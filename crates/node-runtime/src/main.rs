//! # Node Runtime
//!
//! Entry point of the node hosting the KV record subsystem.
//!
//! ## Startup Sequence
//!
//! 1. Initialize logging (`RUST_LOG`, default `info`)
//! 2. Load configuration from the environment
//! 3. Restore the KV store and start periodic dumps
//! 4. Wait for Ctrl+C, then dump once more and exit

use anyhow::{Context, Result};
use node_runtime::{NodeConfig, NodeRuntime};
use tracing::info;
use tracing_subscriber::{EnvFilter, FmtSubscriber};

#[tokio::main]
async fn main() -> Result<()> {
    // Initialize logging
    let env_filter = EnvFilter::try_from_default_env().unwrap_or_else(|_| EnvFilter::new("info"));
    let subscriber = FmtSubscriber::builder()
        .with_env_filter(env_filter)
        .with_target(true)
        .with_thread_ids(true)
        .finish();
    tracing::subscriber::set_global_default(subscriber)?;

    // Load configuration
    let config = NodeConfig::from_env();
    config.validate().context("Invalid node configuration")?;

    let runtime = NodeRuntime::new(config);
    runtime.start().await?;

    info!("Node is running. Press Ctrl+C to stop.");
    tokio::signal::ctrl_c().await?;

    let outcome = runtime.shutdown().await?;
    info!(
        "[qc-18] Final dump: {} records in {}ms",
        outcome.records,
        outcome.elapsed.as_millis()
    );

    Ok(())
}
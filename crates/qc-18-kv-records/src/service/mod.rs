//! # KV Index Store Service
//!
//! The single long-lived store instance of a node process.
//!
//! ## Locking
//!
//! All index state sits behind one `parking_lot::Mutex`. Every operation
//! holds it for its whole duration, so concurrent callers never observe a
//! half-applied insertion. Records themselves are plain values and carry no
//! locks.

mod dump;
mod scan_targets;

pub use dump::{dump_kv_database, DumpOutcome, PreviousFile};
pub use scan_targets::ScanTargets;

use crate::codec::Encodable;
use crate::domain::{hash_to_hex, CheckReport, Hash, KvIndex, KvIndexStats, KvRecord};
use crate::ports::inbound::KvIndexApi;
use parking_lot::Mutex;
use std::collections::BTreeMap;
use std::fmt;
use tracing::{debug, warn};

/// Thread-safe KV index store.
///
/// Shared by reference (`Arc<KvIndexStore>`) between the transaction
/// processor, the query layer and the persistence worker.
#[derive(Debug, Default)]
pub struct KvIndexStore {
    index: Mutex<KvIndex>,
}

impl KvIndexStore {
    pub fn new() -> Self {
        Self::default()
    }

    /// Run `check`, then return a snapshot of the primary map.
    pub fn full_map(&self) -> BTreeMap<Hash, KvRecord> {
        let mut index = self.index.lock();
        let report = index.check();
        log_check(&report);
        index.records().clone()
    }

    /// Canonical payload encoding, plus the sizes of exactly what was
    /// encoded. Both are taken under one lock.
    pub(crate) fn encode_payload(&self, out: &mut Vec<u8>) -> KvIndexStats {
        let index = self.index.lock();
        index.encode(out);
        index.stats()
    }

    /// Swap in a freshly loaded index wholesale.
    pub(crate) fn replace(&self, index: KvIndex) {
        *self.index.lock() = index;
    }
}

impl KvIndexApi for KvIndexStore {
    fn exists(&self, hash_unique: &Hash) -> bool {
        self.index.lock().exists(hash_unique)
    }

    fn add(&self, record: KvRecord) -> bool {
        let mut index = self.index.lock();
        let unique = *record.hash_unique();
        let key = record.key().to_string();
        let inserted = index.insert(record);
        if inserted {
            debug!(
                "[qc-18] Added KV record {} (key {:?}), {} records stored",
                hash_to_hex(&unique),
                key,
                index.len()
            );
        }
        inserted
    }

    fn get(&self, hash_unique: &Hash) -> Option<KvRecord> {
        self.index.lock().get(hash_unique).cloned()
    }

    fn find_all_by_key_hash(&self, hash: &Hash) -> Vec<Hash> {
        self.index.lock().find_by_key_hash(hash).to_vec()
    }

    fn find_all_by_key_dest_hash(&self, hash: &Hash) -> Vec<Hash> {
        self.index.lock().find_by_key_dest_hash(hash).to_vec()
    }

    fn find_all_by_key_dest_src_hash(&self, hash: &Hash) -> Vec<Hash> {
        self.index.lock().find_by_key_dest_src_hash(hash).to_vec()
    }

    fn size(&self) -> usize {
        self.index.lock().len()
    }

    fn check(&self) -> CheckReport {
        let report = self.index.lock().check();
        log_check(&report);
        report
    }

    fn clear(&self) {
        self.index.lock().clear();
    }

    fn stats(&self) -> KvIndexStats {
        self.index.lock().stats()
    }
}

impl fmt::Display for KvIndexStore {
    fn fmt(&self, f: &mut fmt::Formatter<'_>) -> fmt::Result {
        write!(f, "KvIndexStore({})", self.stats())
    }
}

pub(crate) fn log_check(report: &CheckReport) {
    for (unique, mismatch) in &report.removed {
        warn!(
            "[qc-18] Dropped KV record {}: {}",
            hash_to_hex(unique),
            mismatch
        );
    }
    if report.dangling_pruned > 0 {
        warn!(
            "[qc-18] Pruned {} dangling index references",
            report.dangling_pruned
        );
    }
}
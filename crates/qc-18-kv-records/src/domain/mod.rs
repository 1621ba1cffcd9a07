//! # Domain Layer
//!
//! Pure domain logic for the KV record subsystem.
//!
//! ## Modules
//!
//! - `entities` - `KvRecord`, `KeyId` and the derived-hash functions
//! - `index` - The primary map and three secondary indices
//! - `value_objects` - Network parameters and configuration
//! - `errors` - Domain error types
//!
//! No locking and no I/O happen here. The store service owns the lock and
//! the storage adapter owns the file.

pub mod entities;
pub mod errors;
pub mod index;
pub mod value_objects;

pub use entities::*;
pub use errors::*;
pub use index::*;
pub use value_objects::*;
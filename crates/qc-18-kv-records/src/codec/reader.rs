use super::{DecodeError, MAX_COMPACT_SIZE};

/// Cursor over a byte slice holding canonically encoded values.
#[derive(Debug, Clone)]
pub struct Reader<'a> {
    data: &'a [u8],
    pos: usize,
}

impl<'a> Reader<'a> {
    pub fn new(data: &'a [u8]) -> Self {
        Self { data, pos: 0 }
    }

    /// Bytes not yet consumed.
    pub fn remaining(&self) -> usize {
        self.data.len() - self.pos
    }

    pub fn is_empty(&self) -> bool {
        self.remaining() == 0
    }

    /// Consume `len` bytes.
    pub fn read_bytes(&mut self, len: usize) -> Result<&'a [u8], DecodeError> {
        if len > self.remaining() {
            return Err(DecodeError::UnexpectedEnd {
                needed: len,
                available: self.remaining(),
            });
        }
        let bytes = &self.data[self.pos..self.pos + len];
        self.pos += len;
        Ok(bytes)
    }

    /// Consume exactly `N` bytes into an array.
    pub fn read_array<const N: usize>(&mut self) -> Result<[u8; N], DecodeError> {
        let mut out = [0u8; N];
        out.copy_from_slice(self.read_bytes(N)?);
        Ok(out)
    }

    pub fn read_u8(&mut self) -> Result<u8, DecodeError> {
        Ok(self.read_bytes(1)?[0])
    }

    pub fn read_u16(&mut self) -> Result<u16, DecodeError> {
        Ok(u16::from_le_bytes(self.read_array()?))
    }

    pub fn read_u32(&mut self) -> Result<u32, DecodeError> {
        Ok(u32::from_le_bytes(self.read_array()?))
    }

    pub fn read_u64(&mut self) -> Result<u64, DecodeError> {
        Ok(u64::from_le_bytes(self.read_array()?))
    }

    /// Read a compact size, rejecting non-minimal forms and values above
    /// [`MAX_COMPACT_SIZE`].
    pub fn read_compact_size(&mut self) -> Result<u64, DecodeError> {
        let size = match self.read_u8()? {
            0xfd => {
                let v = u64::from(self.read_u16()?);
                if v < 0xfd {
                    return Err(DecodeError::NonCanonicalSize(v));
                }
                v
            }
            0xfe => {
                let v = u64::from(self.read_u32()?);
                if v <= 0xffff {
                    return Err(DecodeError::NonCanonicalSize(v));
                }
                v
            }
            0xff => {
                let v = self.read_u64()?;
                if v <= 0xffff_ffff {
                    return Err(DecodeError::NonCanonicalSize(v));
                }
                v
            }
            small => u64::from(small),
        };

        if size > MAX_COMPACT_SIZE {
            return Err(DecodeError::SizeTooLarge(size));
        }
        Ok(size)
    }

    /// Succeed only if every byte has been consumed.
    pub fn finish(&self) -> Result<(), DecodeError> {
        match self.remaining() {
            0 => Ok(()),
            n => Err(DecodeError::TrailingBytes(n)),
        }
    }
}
§ §
Retype, exactly and with nothing added, the lines of the material above from the first through the one that contains "mod scan_targets;".

SOLUTION FOR THIS TASK —
filename crates/node-runtime/src/main.rs
//! # Node Runtime
//!
//! Entry point of the node hosting the KV record subsystem.
//!
//! ## Startup Sequence
//!
//! 1. Initialize logging (`RUST_LOG`, default `info`)
//! 2. Load configuration from the environment
//! 3. Restore the KV store and start periodic dumps
//! 4. Wait for Ctrl+C, then dump once more and exit

use anyhow::{Context, Result};
use node_runtime::{NodeConfig, NodeRuntime};
use tracing::info;
use tracing_subscriber::{EnvFilter, FmtSubscriber};

#[tokio::main]
async fn main() -> Result<()> {
    // Initialize logging
    let env_filter = EnvFilter::try_from_default_env().unwrap_or_else(|_| EnvFilter::new("info"));
    let subscriber = FmtSubscriber::builder()
        .with_env_filter(env_filter)
        .with_target(true)
        .with_thread_ids(true)
        .finish();
    tracing::subscriber::set_global_default(subscriber)?;

    // Load configuration
    let config = NodeConfig::from_env();
    config.validate().context("Invalid node configuration")?;

    let runtime = NodeRuntime::new(config);
    runtime.start().await?;

    info!("Node is running. Press Ctrl+C to stop.");
    tokio::signal::ctrl_c().await?;

    let outcome = runtime.shutdown().await?;
    info!(
        "[qc-18] Final dump: {} records in {}ms",
        outcome.records,
        outcome.elapsed.as_millis()
    );

    Ok(())
}
filename crates/qc-18-kv-records/src/service/mod.rs
//! # KV Index Store Service
//!
//! The single long-lived store instance of a node process.
//!
//! ## Locking
//!
//! All index state sits behind one `parking_lot::Mutex`. Every operation
//! holds it for its whole duration, so concurrent callers never observe a
//! half-applied insertion. Records themselves are plain values and carry no
//! locks.

mod dump;
mod scan_targets;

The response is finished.